Hearing the old man's words, Ian sucked in a sharp breath.

One of the greatest taboos of time travel was bringing back objects that did not belong to one's own timeline! Doing so could trigger unimaginable causal chaos!

Everyone knew that time travel came with countless prohibitions.

First, one must never interfere with or alter major historical events already known to have occurred, otherwise the timeline itself could collapse, or reality could be reconstructed. 

Second, one must never meet one's past self, an encounter between the "self" of the past and the "self" of the future could result in mental collapse, energy conflicts, or a time paradox.

One could not repeatedly travel to the same point in time. One could not save the dead. One could not create a closed time loop. One could not foresee or alter one's own fate. Bringing future technology, weapons, or knowledge into the past could lead to technological explosions, power imbalance, or distortions of history. Likewise, objects from the past could not be brought into the future.

These were the forbidden laws of time travel, truths acknowledged by countless alchemists. Yet the old man before him had clearly done far more than merely violate several taboos.

It wasn't just about bringing objects back.

He had repeatedly traveled to the same point in time, interacted with his wife from the past, and all of his efforts had ultimately been directed toward accomplishing the ultimate eternal taboo.

Saving the dead.

If all the other taboos had already been shaken, then honestly, whether this taboo could also be broken and fulfilled was impossible to say. It was also one of the goals pursued by Albus Dumbledore.

"But one of the taboos of time travel is that you cannot bring back objects that don't belong to this spacetime! How did you manage it?" Ian asked urgently.

This touched upon the deepest domain of time magic.

For the first time, a trace of technical pride flashed through Musa's eyes, though it was quickly buried beneath even greater sorrow.

"You're right. The 'effects' of time cannot be completely avoided. My technique is imperfect. I cannot truly bring something from fifty years ago to fifty years later in a completely intact state. Any object I bring back, no matter how 'new' it was at the point in time I returned to, the moment it successfully crosses the barrier of time and arrives in the 'present,' the effects of time's passage immediately stack upon it."

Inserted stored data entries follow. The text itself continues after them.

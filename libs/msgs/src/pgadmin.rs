//! pgAdmin web console messages.

use serde::{Deserialize, Serialize};

use crate::{Addressing, ClusterSelection};

/// Add pgAdmin to the addressed clusters. Sent as `POST /pgadmin`.
#[derive(Debug, Clone, PartialEq, Serialize, Deserialize)]
pub struct CreatePgadminRequest {
    #[serde(flatten)]
    pub addressing: Addressing,

    /// Named storage configuration for the pgAdmin volume.
    #[serde(rename = "StorageConfig", default, skip_serializing_if = "String::is_empty")]
    pub storage_config: String,

    #[serde(rename = "PVCSize", default, skip_serializing_if = "String::is_empty")]
    pub pvc_size: String,
}

/// Remove pgAdmin from the addressed clusters. Sent as `DELETE /pgadmin`.
#[derive(Debug, Clone, PartialEq, Serialize, Deserialize)]
pub struct DeletePgadminRequest {
    #[serde(flatten)]
    pub addressing: Addressing,
}

#[derive(Debug, Clone, PartialEq, Serialize, Deserialize)]
pub struct ShowPgadminRequest {
    #[serde(flatten)]
    pub selection: ClusterSelection,
}

#[derive(Debug, Clone, Default, PartialEq, Serialize, Deserialize)]
pub struct ShowPgadminResult {
    #[serde(rename = "Results", default, deserialize_with = "crate::de::nullable")]
    pub results: Vec<PgadminDetail>,
}

#[derive(Debug, Clone, Default, PartialEq, Serialize, Deserialize)]
#[serde(default)]
pub struct PgadminDetail {
    #[serde(rename = "ClusterName")]
    pub cluster_name: String,

    #[serde(rename = "HasPgAdmin")]
    pub has_pgadmin: bool,

    #[serde(rename = "ServiceName")]
    pub service_name: String,

    #[serde(rename = "ServiceClusterIP")]
    pub service_cluster_ip: String,

    #[serde(rename = "ServiceExternalIP")]
    pub service_external_ip: String,

    /// Database users synced into pgAdmin.
    #[serde(rename = "Users", deserialize_with = "crate::de::nullable")]
    pub users: Vec<String>,
}
//! API server accounts (pgo users) and their roles.

use pgo_msgs::access::{
    PgoroleRequest, PgoroleSpec, PgouserRequest, PgouserSpec, ShowPgoroleResult,
    ShowPgouserResult,
};
use pgo_msgs::MessagesResult;

use super::{post, ApiResult};
use crate::session::Session;

pub async fn show_pgousers(
    session: &Session,
    request: &PgouserRequest,
) -> ApiResult<ShowPgouserResult> {
    post(session, "/pgousershow", request).await
}

pub async fn create_pgouser(session: &Session, request: &PgouserSpec) -> ApiResult<MessagesResult> {
    post(session, "/pgousercreate", request).await
}

pub async fn delete_pgousers(
    session: &Session,
    request: &PgouserRequest,
) -> ApiResult<MessagesResult> {
    post(session, "/pgouserdelete", request).await
}

pub async fn update_pgouser(session: &Session, request: &PgouserSpec) -> ApiResult<MessagesResult> {
    post(session, "/pgouserupdate", request).await
}

pub async fn show_pgoroles(
    session: &Session,
    request: &PgoroleRequest,
) -> ApiResult<ShowPgoroleResult> {
    post(session, "/pgoroleshow", request).await
}

pub async fn create_pgorole(session: &Session, request: &PgoroleSpec) -> ApiResult<MessagesResult> {
    post(session, "/pgorolecreate", request).await
}

pub async fn delete_pgoroles(
    session: &Session,
    request: &PgoroleRequest,
) -> ApiResult<MessagesResult> {
    post(session, "/pgoroledelete", request).await
}

pub async fn update_pgorole(session: &Session, request: &PgoroleSpec) -> ApiResult<MessagesResult> {
    post(session, "/pgoroleupdate", request).await
}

"In other words, if I brought back a bottle of vodka produced fifty years ago, it would instantly become a bottle of liquor aged for fifty years. Cans would rust. Food would rot. They would display the traces of age they were 'meant' to have. My technique merely 'deceives' spacetime to a certain extent, allowing the transfer of matter."

He paused, his tone growing even heavier.

"I originally… did harbor selfish desires. I fantasized that if the technology became mature enough, perhaps I could… bring my wife and child back. But reality proved that it was nearly impossible. Once they were forcibly removed from their point in time and brought to the present, what kind of influence would the laws of time have on them? Would they instantly age several decades? Or simply turn to dust? I… did not dare take that risk, nor could I do it."

Clearly, the old man had once considered snatching away his wife and son from the past before they ever went to that place. When someone remains in despair for too long, they become willing to try almost anything.

However, He had not yet gone completely insane. He still retained the caution and rationality expected of a wizard.

Even though Musa's face was filled with regret, Ian felt his heart surge with excitement. Though Musa himself considered the technology immature and flawed, to Ian it was already a near-divine achievement!

To perform relatively stable time travel, and even carry matter across time itself, this far surpassed the realm of ordinary alchemy!

Throughout history, abilities like this had appeared only in someone like himself, a reincarnated Raven. This was the domain forbidden to gods, not a field mortals could casually touch.

Of course, Ian did not feel offended by it in the slightest. He was not such a narrow-minded person. He had always believed that knowledge should not be monopolized, and seeing someone actually develop such a method genuinely amazed him.

"This… this is already incredibly, unbelievably amazing, Mr. Musa!" Ian said without holding back his emotions, speaking with heartfelt admiration. "You are practically challenging the laws of time itself through your own methods! This is a miracle in the history of alchemy!"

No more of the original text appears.